A Survey of Microbial Popluations in Infilled Synthetic Turf Fields
Staphylococcus aureus is a bacterium that is a common inhabitant of human skin and can cause various types of skin or soft tissue infections (Marples, et al, 1990). S. aureus has also been implicated in certain types of food poisoning (Bennet and Lancette, 1998) and in serious medical problems such as toxic shock syndrome. Strains of S. aureus that are resistant to common antibiotics are becoming more common, particularly in medical settings. There have been reports recently of methicillin-resistant S. aureus causing infection in athletes (Begier, et al, 2004). With the increase in athlete infections, there is growing concern regarding the role of infilled turf systems (Seppa, 2005). While there is some indication that the source of these bacteria may be more closely associated with locker room activity than with the infill system (Begier, et al, 2004; Kazakova, et al, 2005), conclusive evidence is not currently available.

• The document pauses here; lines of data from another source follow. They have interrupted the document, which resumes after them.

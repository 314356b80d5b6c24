//! Outbound side: the serialized reply queue and the executor that drives the surface.

pub mod executor;
pub mod queue;

pub use executor::SurfaceExecutor;
pub use queue::{Delivery, Outbound, QueueStats, ReplyQueue, TaskExecutor, TaskOutcome};
//! Version-tracked database migrations for the libSQL backend.
//!
//! Each migration has a version number and SQL. `run_migrations()` checks
//! the current version and applies only the new ones sequentially.

use libsql::Connection;

use crate::error::StoreError;

/// A single migration step.
struct Migration {
    version: i64,
    name: &'static str,
    sql: &'static str,
}

/// All migrations in order. Add new versions to the end.
static MIGRATIONS: &[Migration] = &[
    Migration {
        version: 1,
        name: "history_and_counters",
        sql: r#"
            CREATE TABLE IF NOT EXISTS history (
                id INTEGER PRIMARY KEY AUTOINCREMENT,
                conversation_id TEXT NOT NULL,
                role TEXT NOT NULL,
                content TEXT NOT NULL,
                kind TEXT NOT NULL,
                created_at TEXT NOT NULL
            );
            CREATE INDEX IF NOT EXISTS idx_history_conversation
                ON history(conversation_id, id);

            CREATE TABLE IF NOT EXISTS counters (
                name TEXT PRIMARY KEY,
                value INTEGER NOT NULL DEFAULT 0,
                updated_at TEXT NOT NULL
            );
        "#,
    },
];

/// Run all pending migrations against the given connection.
///
/// Creates the `_migrations` table if it doesn't exist.
pub async fn run_migrations(conn: &Connection) -> Result<(), StoreError> {
    conn.execute(
        "CREATE TABLE IF NOT EXISTS _migrations (
            version INTEGER PRIMARY KEY,
            name TEXT NOT NULL,
            applied_at TEXT NOT NULL DEFAULT (datetime('now'))
        )",
        (),
    )
    .await
    .map_err(|e| StoreError::Migration(format!("Failed to create _migrations table: {e}")))?;

    let current_version = get_current_version(conn).await?;

    for migration in MIGRATIONS {
        if migration.version > current_version {
            tracing::info!(
                version = migration.version,
                name = migration.name,
                "Applying migration"
            );
            conn.execute_batch(migration.sql).await.map_err(|e| {
                StoreError::Migration(format!(
                    "Migration V{} ({}) failed: {e}",
                    migration.version, migration.name
                ))
            })?;
            seed_version(conn, migration.version, migration.name).await?;
        }
    }

    tracing::debug!(
        version = get_current_version(conn).await?,
        "Database migrations complete"
    );
    Ok(())
}

/// Highest applied migration version, or 0 if none.
pub async fn get_current_version(conn: &Connection) -> Result<i64, StoreError> {
    let mut rows = conn
        .query("SELECT COALESCE(MAX(version), 0) FROM _migrations", ())
        .await
        .map_err(|e| StoreError::Migration(format!("Failed to query migration version: {e}")))?;

    let row = rows
        .next()
        .await
        .map_err(|e| StoreError::Migration(format!("Failed to read migration version: {e}")))?;

    match row {
        Some(row) => row.get::<i64>(0).map_err(|e| {
            StoreError::Migration(format!("Failed to parse migration version: {e}"))
        }),
        None => Ok(0),
    }
}

async fn seed_version(conn: &Connection, version: i64, name: &str) -> Result<(), StoreError> {
    conn.execute(
        "INSERT OR IGNORE INTO _migrations (version, name) VALUES (?1, ?2)",
        libsql::params![version, name],
    )
    .await
    .map_err(|e| StoreError::Migration(format!("Failed to record migration V{version}: {e}")))?;
    Ok(())
}
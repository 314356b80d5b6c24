//! In-memory `Store`, used when no database path is configured.

use std::collections::HashMap;

use async_trait::async_trait;
use tokio::sync::RwLock;

use crate::error::StoreError;
use crate::identity::ConversationId;
use crate::store::traits::{HistoryEntry, Store};

#[derive(Debug, Default)]
pub struct MemoryStore {
    history: RwLock<HashMap<ConversationId, Vec<HistoryEntry>>>,
    counters: RwLock<HashMap<String, u64>>,
}

impl MemoryStore {
    pub fn new() -> Self {
        Self::default()
    }
}

#[async_trait]
impl Store for MemoryStore {
    async fn append(
        &self,
        conversation: &ConversationId,
        entry: &HistoryEntry,
    ) -> Result<(), StoreError> {
        self.history
            .write()
            .await
            .entry(conversation.clone())
            .or_default()
            .push(entry.clone());
        Ok(())
    }

    async fn read(
        &self,
        conversation: &ConversationId,
        limit: usize,
    ) -> Result<Vec<HistoryEntry>, StoreError> {
        let history = self.history.read().await;
        let entries = history.get(conversation).map(Vec::as_slice).unwrap_or(&[]);
        let skip = entries.len().saturating_sub(limit);
        Ok(entries[skip..].to_vec())
    }

    async fn increment(&self, counter: &str, by: u64) -> Result<u64, StoreError> {
        let mut counters = self.counters.write().await;
        let value = counters.entry(counter.to_string()).or_default();
        *value = value.saturating_add(by);
        Ok(*value)
    }

    async fn counter(&self, counter: &str) -> Result<u64, StoreError> {
        Ok(self.counters.read().await.get(counter).copied().unwrap_or(0))
    }
}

The objective of this survey was to determine the microbial population of several infilled synthetic turf systems as well as natural turfgrass fields. In addition, other surfaces from public areas and from an athletic training facility were also sampled. Colonies suspected to be S. aureus were positively or negatively identified.
Materials & Methods
All samples in this study were collected between June 15 and June 30, 2006. Infilled synthetic turf systems were located at facilities in Pennsylvania and were in use by all levels of play ranging from elementary to professional athletes. Infill material samples were collected from both a ‘high use’ and a ‘low use’ area of each field. A ‘high use’ area typically was a goal mouth or, for a football only field, an area between the 30- and 40-yard lines between the hash marks. A ‘low use’ area was typically an area toward the edge of the field (but within the field of play) or an end zone. Approximately 2–3 ml of infill material were removed from each area of the field using a sterile test tube inserted directly into the infill. Pile fiber samples were also collected from many fields by clipping several fibers from the backing and transferring the fibers to a sterile test tube. Samples were stored in a cooler and processed as soon after collection as possible.

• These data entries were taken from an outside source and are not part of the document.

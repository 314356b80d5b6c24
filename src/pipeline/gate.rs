//! Send gating: working hours and daily rate caps.
//!
//! Checked after routing and before anything is enqueued. An admitted send
//! reserves its slot immediately so concurrent decisions cannot overshoot a cap.

use std::collections::HashMap;
use std::fmt;

use chrono::{NaiveDate, NaiveDateTime, NaiveTime, Timelike};
use tracing::debug;

use crate::config::{RateLimits, Settings};
use crate::identity::ConversationId;

/// Why an outbound action was not allowed.
#[derive(Debug, Clone, Copy, PartialEq, Eq)]
pub enum GateRejection {
    OutsideWorkingHours,
    DailyCapReached { cap: u32 },
    ConversationCapReached { cap: u32 },
}

impl fmt::Display for GateRejection {
    fn fmt(&self, f: &mut fmt::Formatter<'_>) -> fmt::Result {
        match self {
            Self::OutsideWorkingHours => f.write_str("outside working hours"),
            Self::DailyCapReached { cap } => write!(f, "daily cap of {cap} reached"),
            Self::ConversationCapReached { cap } => {
                write!(f, "per-conversation daily cap of {cap} reached")
            }
        }
    }
}

/// Whether `now` falls in the inclusive window `[start, end]`.
///
/// When `end < start` the window wraps past midnight.
pub fn within_working_hours(now: NaiveTime, start: NaiveTime, end: NaiveTime) -> bool {
    if start <= end {
        now >= start && now <= end
    } else {
        now >= start || now <= end
    }
}

/// Daily send counters, reset when the local date changes.
#[derive(Debug, Default)]
pub struct RateLimiter {
    day: Option<NaiveDate>,
    total: u32,
    per_conversation: HashMap<ConversationId, u32>,
}

impl RateLimiter {
    pub fn new() -> Self {
        Self::default()
    }

    /// Reserve a slot for one send to `conversation` on `today`.
    pub fn try_admit(
        &mut self,
        conversation: &ConversationId,
        today: NaiveDate,
        limits: &RateLimits,
    ) -> Result<(), GateRejection> {
        self.roll(today);

        if limits.daily_reply_cap > 0 && self.total >= limits.daily_reply_cap {
            return Err(GateRejection::DailyCapReached {
                cap: limits.daily_reply_cap,
            });
        }
        let sent = self.per_conversation.get(conversation).copied().unwrap_or(0);
        if limits.per_conversation_daily_cap > 0 && sent >= limits.per_conversation_daily_cap {
            return Err(GateRejection::ConversationCapReached {
                cap: limits.per_conversation_daily_cap,
            });
        }

        self.total += 1;
        *self.per_conversation.entry(conversation.clone()).or_default() += 1;
        Ok(())
    }

    pub fn sent_today(&self) -> u32 {
        self.total
    }

    pub fn sent_today_to(&self, conversation: &ConversationId) -> u32 {
        self.per_conversation.get(conversation).copied().unwrap_or(0)
    }

    fn roll(&mut self, today: NaiveDate) {
        if self.day != Some(today) {
            if self.day.is_some() {
                debug!(%today, "New day, resetting send counters");
            }
            self.day = Some(today);
            self.total = 0;
            self.per_conversation.clear();
        }
    }
}

/// Working-hours window plus rate limiter.
#[derive(Debug, Default)]
pub struct SendGate {
    limiter: RateLimiter,
}

impl SendGate {
    pub fn new() -> Self {
        Self::default()
    }

    pub fn limiter(&self) -> &RateLimiter {
        &self.limiter
    }

    /// Admit one outbound action for `conversation` at local time `now`.
    pub fn admit(
        &mut self,
        conversation: &ConversationId,
        now: NaiveDateTime,
        settings: &Settings,
    ) -> Result<(), GateRejection> {
        if let Some((start, end)) = settings.working_hours.window() {
            // Bounds have minute precision, so the whole end minute is inside.
            let time = now.time();
            let minute = NaiveTime::from_hms_opt(time.hour(), time.minute(), 0).unwrap_or(time);
            if !within_working_hours(minute, start, end) {
                return Err(GateRejection::OutsideWorkingHours);
            }
        }
        self.limiter
            .try_admit(conversation, now.date(), &settings.limits)
    }
}

#[cfg(test)]
mod tests {
    use super::*;

    fn t(h: u32, m: u32) -> NaiveTime {
        NaiveTime::from_hms_opt(h, m, 0).unwrap()
    }

    fn at(day: u32, h: u32, m: u32) -> NaiveDateTime {
        NaiveDate::from_ymd_opt(2026, 3, day)
            .unwrap()
            .and_hms_opt(h, m, 0)
            .unwrap()
    }

    fn conv(raw: &str) -> ConversationId {
        ConversationId::new(raw)
    }

    #[test]
    fn daytime_window_is_inclusive() {
        assert!(within_working_hours(t(9, 0), t(9, 0), t(18, 0)));
        assert!(within_working_hours(t(18, 0), t(9, 0), t(18, 0)));
        assert!(!within_working_hours(t(8, 59), t(9, 0), t(18, 0)));
        assert!(!within_working_hours(t(18, 1), t(9, 0), t(18, 0)));
    }

    #[test]
    fn overnight_window_wraps() {
        assert!(within_working_hours(t(23, 30), t(22, 0), t(6, 0)));
        assert!(within_working_hours(t(3, 0), t(22, 0), t(6, 0)));
        assert!(within_working_hours(t(6, 0), t(22, 0), t(6, 0)));
        assert!(!within_working_hours(t(12, 0), t(22, 0), t(6, 0)));
    }

    #[test]
    fn gate_rejects_outside_hours() {
        let mut settings = Settings::default();
        settings.working_hours.enabled = true;
        let mut gate = SendGate::new();
        assert_eq!(
            gate.admit(&conv("a"), at(1, 20, 0), &settings),
            Err(GateRejection::OutsideWorkingHours)
        );
        assert!(gate.admit(&conv("a"), at(1, 10, 0), &settings).is_ok());
        // Rejections consume no slot.
        assert_eq!(gate.limiter().sent_today(), 1);
    }

    #[test]
    fn end_minute_is_admitted_to_its_last_second() {
        let mut settings = Settings::default();
        settings.working_hours.enabled = true;
        settings.working_hours.start = "09:00".into();
        settings.working_hours.end = "18:00".into();
        let day = NaiveDate::from_ymd_opt(2026, 3, 1).unwrap();
        let mut gate = SendGate::new();

        let late = day.and_hms_opt(18, 0, 30).unwrap();
        assert_eq!(gate.admit(&conv("a"), late, &settings), Ok(()));
        let last = day.and_hms_milli_opt(18, 0, 59, 999).unwrap();
        assert_eq!(gate.admit(&conv("a"), last, &settings), Ok(()));
        assert_eq!(
            gate.admit(&conv("a"), at(1, 18, 1), &settings),
            Err(GateRejection::OutsideWorkingHours)
        );
    }

    #[test]
    fn malformed_window_does_not_block() {
        let mut settings = Settings::default();
        settings.working_hours.enabled = true;
        settings.working_hours.start = "nine".into();
        assert!(SendGate::new().admit(&conv("a"), at(1, 3, 0), &settings).is_ok());
    }

    #[test]
    fn daily_cap_blocks_until_next_day() {
        let limits = RateLimits {
            daily_reply_cap: 2,
            per_conversation_daily_cap: 0,
        };
        let today = at(1, 0, 0).date();
        let mut limiter = RateLimiter::new();
        assert!(limiter.try_admit(&conv("a"), today, &limits).is_ok());
        assert!(limiter.try_admit(&conv("b"), today, &limits).is_ok());
        assert_eq!(
            limiter.try_admit(&conv("c"), today, &limits),
            Err(GateRejection::DailyCapReached { cap: 2 })
        );

        let tomorrow = at(2, 0, 0).date();
        assert!(limiter.try_admit(&conv("c"), tomorrow, &limits).is_ok());
        assert_eq!(limiter.sent_today(), 1);
    }

    #[test]
    fn per_conversation_cap() {
        let limits = RateLimits {
            daily_reply_cap: 0,
            per_conversation_daily_cap: 1,
        };
        let today = at(1, 0, 0).date();
        let mut limiter = RateLimiter::new();
        assert!(limiter.try_admit(&conv("a"), today, &limits).is_ok());
        assert_eq!(
            limiter.try_admit(&conv("a"), today, &limits),
            Err(GateRejection::ConversationCapReached { cap: 1 })
        );
        assert!(limiter.try_admit(&conv("b"), today, &limits).is_ok());
        assert_eq!(limiter.sent_today_to(&conv("a")), 1);
    }

    #[test]
    fn zero_caps_are_unlimited() {
        let limits = RateLimits::default();
        let today = at(1, 0, 0).date();
        let mut limiter = RateLimiter::new();
        for _ in 0..500 {
            assert!(limiter.try_admit(&conv("a"), today, &limits).is_ok());
        }
    }
}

Approximately 0.075 g of infill material was transferred to a test tube containing 10 ml sterile 0.1% peptone broth. The sample was agitated for 30 seconds Serial dilutions of each sample were plated up to 10-3 on both R2A agar for total organism populations and Baird-Parker agar, a selective media for Staphylococcus (Bennet and Lancette, 1998). Duplicate platings were made for each media and each dilution. Petri plates were parafilmed and incubated at room temperature and colony counts were made 72 hours after processing. Samples on Baird-Parker agar were also observed again after 5 days. Calculations were then made to determine the number of colony forming units (CFU) per gram of infill material.

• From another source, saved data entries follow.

//! Reply decision routing.
//!
//! Two independent branches run for every message:
//! - text: static rule response, else AI for `use_ai` rules, else the AI
//!   fallback when enabled
//! - tool: a rule's keyword-to-tool mapping, else an intent decision gated by
//!   confidence, resend interval and the configured lead tools
//!
//! Decision service failures degrade to "no action" for that branch.

use std::collections::HashMap;
use std::sync::{Arc, Mutex, PoisonError};
use std::time::Instant;

use tracing::{debug, info, warn};

use crate::config::Settings;
use crate::decision::{DecisionService, IntentContext};
use crate::identity::ConversationId;
use crate::pipeline::rules::{Rule, RuleMatcher};
use crate::pipeline::types::{Message, ReplyPlan, ReplySource, RouteDecision, ToolPlan, ToolSource};
use crate::store::HistoryEntry;

pub struct Router {
    matcher: RuleMatcher,
    decision: Arc<dyn DecisionService>,
    // Last intent-driven tool plan per conversation.
    last_intent: Mutex<HashMap<ConversationId, Instant>>,
}

impl Router {
    pub fn new(decision: Arc<dyn DecisionService>) -> Self {
        Self {
            matcher: RuleMatcher::new(),
            decision,
            last_intent: Mutex::new(HashMap::new()),
        }
    }

    /// Decide what, if anything, to send in response to `message`.
    pub async fn route(
        &self,
        message: &Message,
        rules: &[Rule],
        settings: &Settings,
        history: &[HistoryEntry],
    ) -> RouteDecision {
        let reply = self.text_branch(message, rules, settings, history).await;
        let tool = self.tool_branch(message, rules, settings, history).await;
        debug!(
            conversation = %message.conversation_id,
            fingerprint = %message.fingerprint,
            reply = reply.is_some(),
            tool = tool.is_some(),
            "Routed message"
        );
        RouteDecision { reply, tool }
    }

    async fn text_branch(
        &self,
        message: &Message,
        rules: &[Rule],
        settings: &Settings,
        history: &[HistoryEntry],
    ) -> Option<ReplyPlan> {
        // Tool-only rules must not shadow lower-priority reply rules.
        let matched = self.matcher.find_match_where(rules, &message.content, message.kind, |r| {
            r.static_response().is_some() || r.use_ai
        });

        match matched {
            Some(rule) => {
                if let Some(text) = rule.static_response() {
                    return Some(ReplyPlan {
                        text: text.to_string(),
                        source: ReplySource::Rule {
                            rule_id: rule.id.clone(),
                        },
                    });
                }
                let text = self.generate(message, history).await?;
                Some(ReplyPlan {
                    text,
                    source: ReplySource::RuleAi {
                        rule_id: rule.id.clone(),
                    },
                })
            }
            None if settings.ai_fallback => {
                let text = self.generate(message, history).await?;
                Some(ReplyPlan {
                    text,
                    source: ReplySource::Fallback,
                })
            }
            None => None,
        }
    }

    async fn generate(&self, message: &Message, history: &[HistoryEntry]) -> Option<String> {
        match self.decision.generate_reply(&message.content, history).await {
            Ok(text) if !text.trim().is_empty() => Some(text.trim().to_string()),
            Ok(_) => {
                warn!(conversation = %message.conversation_id, "Decision service returned an empty reply");
                None
            }
            Err(e) => {
                warn!(
                    conversation = %message.conversation_id,
                    service = self.decision.name(),
                    error = %e,
                    "Reply generation failed, no reply"
                );
                None
            }
        }
    }

    async fn tool_branch(
        &self,
        message: &Message,
        rules: &[Rule],
        settings: &Settings,
        history: &[HistoryEntry],
    ) -> Option<ToolPlan> {
        let tool_rule = self.matcher.find_match_where(rules, &message.content, message.kind, |r| {
            r.lead_tool.as_deref().is_some_and(|t| !t.trim().is_empty())
        });
        if let Some(rule) = tool_rule {
            let tool_id = rule.lead_tool.clone()?;
            return Some(ToolPlan {
                tool_id,
                source: ToolSource::Rule {
                    rule_id: rule.id.clone(),
                },
            });
        }

        if !settings.intent.enabled {
            return None;
        }
        self.intent_tool(message, settings, history).await
    }

    async fn intent_tool(
        &self,
        message: &Message,
        settings: &Settings,
        history: &[HistoryEntry],
    ) -> Option<ToolPlan> {
        let conversation = &message.conversation_id;
        if !self.resend_allowed(conversation, settings) {
            debug!(conversation = %conversation, "Intent tool within resend interval, skipping");
            return None;
        }

        let context = IntentContext {
            conversation_id: conversation.to_string(),
            content: message.content.clone(),
            history: history.to_vec(),
            available_tools: settings.lead_tools.clone(),
        };
        let decision = match self.decision.get_intent(&context).await {
            Ok(decision) => decision,
            Err(e) => {
                warn!(
                    conversation = %conversation,
                    service = self.decision.name(),
                    error = %e,
                    "Intent detection failed, no tool"
                );
                return None;
            }
        };

        if !decision.should_send {
            return None;
        }
        if decision.confidence < settings.intent.confidence_threshold {
            debug!(
                conversation = %conversation,
                confidence = decision.confidence,
                threshold = settings.intent.confidence_threshold,
                "Intent below confidence threshold"
            );
            return None;
        }
        let tool_id = decision.tool_id?;
        if !settings.is_lead_tool(&tool_id) {
            warn!(conversation = %conversation, tool = %tool_id, "Intent picked an unknown lead tool, ignoring");
            return None;
        }

        self.last_intent
            .lock()
            .unwrap_or_else(PoisonError::into_inner)
            .insert(conversation.clone(), Instant::now());
        info!(conversation = %conversation, tool = %tool_id, confidence = decision.confidence, "Intent selected lead tool");
        Some(ToolPlan {
            tool_id,
            source: ToolSource::Intent {
                confidence: decision.confidence,
                reason: decision.reason,
            },
        })
    }

    fn resend_allowed(&self, conversation: &ConversationId, settings: &Settings) -> bool {
        let interval = settings.intent.min_resend_interval();
        self.last_intent
            .lock()
            .unwrap_or_else(PoisonError::into_inner)
            .get(conversation)
            .is_none_or(|at| at.elapsed() >= interval)
    }
}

For comparison purposes, soil samples were also collected from a native soil and a sand based natural turfgrass athletic field. Samples were processed in the same manner as the infill material samples with 0.2 grams of soil being used for processing.
Sampling of Other Surfaces
Samples were collected from common surfaces in public areas as well as from various surfaces in an athletic training area. Samples were collected by swabbing surfaces with sterile cotton swabs. Random individuals were also tested by swabbing hands and/ or face. Both R2A and Baird-Parker agar plates were wiped with the sterile swabs. Plates were incubated at room temperature and colony counts were conducted after 72 hours for R2A agar and again at 5 days for Baird-Parker media.
Identification of Staphylococcus aureus colonies
Gram stains and latex agglutination tests (Essers and Radebold, 1980) were performed on colonies suspected of being S. aureus. Several potential S. aureus colonies isolated from hand and facial swabs were also included in the testing.